Uma dia, eu tentei contar tudo que sentia e sabia para Lia, mas mamãe percebeu, e  como LIÇÃO, tirou uma parte de mim.
Não literalmente. 

Era de noite quando me levou até o portão, segurando Duque no colo. 
Chegando lá fora, ela o soltou no chão, e começou a tacar pedras nele. Com dor e assustado, meu cachorro fugiu. Eu chorava muito, e pedia para que parasse. Mas a única coisa que ouvi foi: Se contar qualquer coisa á alguém, isso acontecerá com você.
Então, mas uma vez me calei, e concordei em dizer que ele havia fugido por vontade própria.

E para pior tudo, meu escudo se desfez quando minha irmã foi embora.

(...)

Agora eu estava sentado e quieto, dentro de um barracão enorme e muito gelado.
Á minha frente, papai estava amarrado, e mamãe batia nesse com um pedaço de pau.
Ela gritava coisas como: Você tem que me amar, eu te amo. Porque você não me ama?
Era assustador.
O rosto do meu pai sangrava, ele tentava falar mais ela não deixava.

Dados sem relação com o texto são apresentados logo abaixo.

//! Wallet management and signing.
//!
//! # Security
//! - Private keys come from the environment or an interactive prompt
//! - Keys are never logged or serialized

use alloy::eips::eip2718::Encodable2718;
use alloy::network::{EthereumWallet, TransactionBuilder};
use alloy::primitives::{Address, Bytes};
use alloy::rpc::types::TransactionRequest;
use alloy::signers::local::PrivateKeySigner;
use alloy::signers::{Signature, Signer};

use crate::blockchain::types::{BlockchainError, BlockchainResult};
use crate::observability::logging::mask_address;

/// The message signed to log in to the rewards API.
pub const LOGIN_MESSAGE: &str = "pharos";

/// The single identity the bot acts for.
#[derive(Debug, Clone)]
pub struct Wallet {
    /// The underlying signer (private key).
    signer: PrivateKeySigner,
    /// Chain ID for EIP-155 replay protection.
    chain_id: u64,
}

impl Wallet {
    /// Create a wallet from a hex-encoded private key string.
    ///
    /// # Arguments
    /// * `private_key_hex` - Hex string (with or without 0x prefix)
    /// * `chain_id` - Chain ID for transaction signing
    pub fn from_private_key(private_key_hex: &str, chain_id: u64) -> BlockchainResult<Self> {
        let key_hex = private_key_hex.trim();
        let key_hex = key_hex.strip_prefix("0x").unwrap_or(key_hex);

        let signer: PrivateKeySigner = key_hex
            .parse()
            .map_err(|e| BlockchainError::Wallet(format!("Invalid private key format: {}", e)))?;
        let signer = signer.with_chain_id(Some(chain_id));

        tracing::info!(
            address = %mask_address(&signer.address()),
            chain_id = chain_id,
            "Wallet initialized"
        );

        Ok(Self { signer, chain_id })
    }

    /// Get the wallet's address.
    pub fn address(&self) -> Address {
        self.signer.address()
    }

    /// Get the chain ID this wallet is configured for.
    pub fn chain_id(&self) -> u64 {
        self.chain_id
    }

    /// Sign arbitrary message bytes (with Ethereum prefix).
    pub async fn sign_message(&self, message: &[u8]) -> BlockchainResult<Signature> {
        self.signer
            .sign_message(message)
            .await
            .map_err(|e| BlockchainError::Wallet(format!("Message signing failed: {}", e)))
    }

    /// `0x`-prefixed hex signature over [`LOGIN_MESSAGE`].
    pub async fn login_signature(&self) -> BlockchainResult<String> {
        let signature = self.sign_message(LOGIN_MESSAGE.as_bytes()).await?;
        Ok(format!("0x{}", alloy::hex::encode(signature.as_bytes())))
    }

    /// Sign a fully populated request and return the raw EIP-2718 bytes.
    pub async fn sign_transaction(&self, tx: TransactionRequest) -> BlockchainResult<Bytes> {
        let wallet = EthereumWallet::from(self.signer.clone());
        let envelope = tx
            .with_from(self.address())
            .build(&wallet)
            .await
            .map_err(|e| BlockchainError::Signing(e.to_string()))?;
        Ok(envelope.encoded_2718().into())
    }
}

Eu só tinha vontade de chorar, mas não podia.
Fui advertido, á não fazer barulho, pois se não, apanharia.
E eu não queria ficar com dor, porque já estava com fome, sede e frio. 


(..)

Quando por fim, achei que não teria saída, fui surpreendido.

Em certo momento, em meio aquela confusão, houve silêncio.
Então, meu pai piscou para mim.

Mamãe começou a se acalmar.
Papai foi solto, e  á abraçou. 
Não pude me aproximar dele, porque havia um revólver entre nós. Igual aqueles dos filmes .

Me lembro também, que houve uma conversa, lágrimas, e um beijo.

Achei que aquele seria o nosso final feliz.
Só que não.

De repente, meu pai jogou a arma da minha mãe para longe. 
O lugar começou a ficar cheio de policiais. 

Tapei os ouvidos para não ouvir o barulho. 
E foi ai, que vi  os olhos da minha mãe. Ela estava perto.
Já meu pai vinha correndo atrás dela , enquanto gritava: NÃAAAO. 

E em um sopro, tudo ficou escuro. Meus sentidos foram se apagando.
E meus olhos, que antes viam tudo, se fecharam.